Problem description: Could you filter the data below down to the lines that hold the word "enum"?

··· Provided material ···

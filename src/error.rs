use reqwest::StatusCode;
use thiserror::Error;

#[derive(Debug, Error)]
pub enum IdentityError {
    #[error("identity sdk init rejected: {0}")]
    Init(String),
    #[error("viewer profile unavailable: {0}")]
    Profile(String),
    #[error("identity platform returned status {0}")]
    Status(StatusCode),
    #[error("identity platform request failed: {0}")]
    Transport(#[from] reqwest::Error),
}

impl From<url::ParseError> for IdentityError {
    fn from(err: url::ParseError) -> Self {
        IdentityError::Init(format!("invalid identity api url: {err}"))
    }
}

#[derive(Debug, Error)]
pub enum FetchError {
    #[error("content endpoint returned status {0}")]
    Status(StatusCode),
    #[error("content endpoint rejected the request: {}", .0.as_deref().unwrap_or("no message"))]
    Rejected(Option<String>),
    #[error("content request failed: {0}")]
    Transport(#[from] reqwest::Error),
    #[error("content response is not a valid envelope: {0}")]
    Decode(#[from] serde_json::Error),
}

/// Everything that can abort a consultation submission.
#[derive(Debug, Error)]
pub enum SubmitError {
    #[error("consultation text is empty")]
    EmptyText,
    #[error("viewer identity is not available")]
    MissingViewer,
    #[error("submission endpoint returned status {status}{}", detail_suffix(.detail))]
    Status {
        status: StatusCode,
        detail: Option<String>,
    },
    #[error("submission rejected: {}", .0.as_deref().unwrap_or("no message"))]
    Rejected(Option<String>),
    #[error("submission request failed: {0}")]
    Transport(#[from] reqwest::Error),
    #[error("submission payload could not be encoded or decoded: {0}")]
    Json(#[from] serde_json::Error),
    #[error("external handoff failed: {0}")]
    Handoff(#[from] IdentityError),
}

impl SubmitError {
    /// Validation failures are reported to the viewer verbatim; everything else collapses.
    pub fn is_validation(&self) -> bool {
        matches!(self, SubmitError::EmptyText | SubmitError::MissingViewer)
    }
}

fn detail_suffix(detail: &Option<String>) -> String {
    detail
        .as_deref()
        .map(|d| format!(": {d}"))
        .unwrap_or_default()
}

···

Answer box:
pub enum IdentityError {
pub enum FetchError {
pub enum SubmitError {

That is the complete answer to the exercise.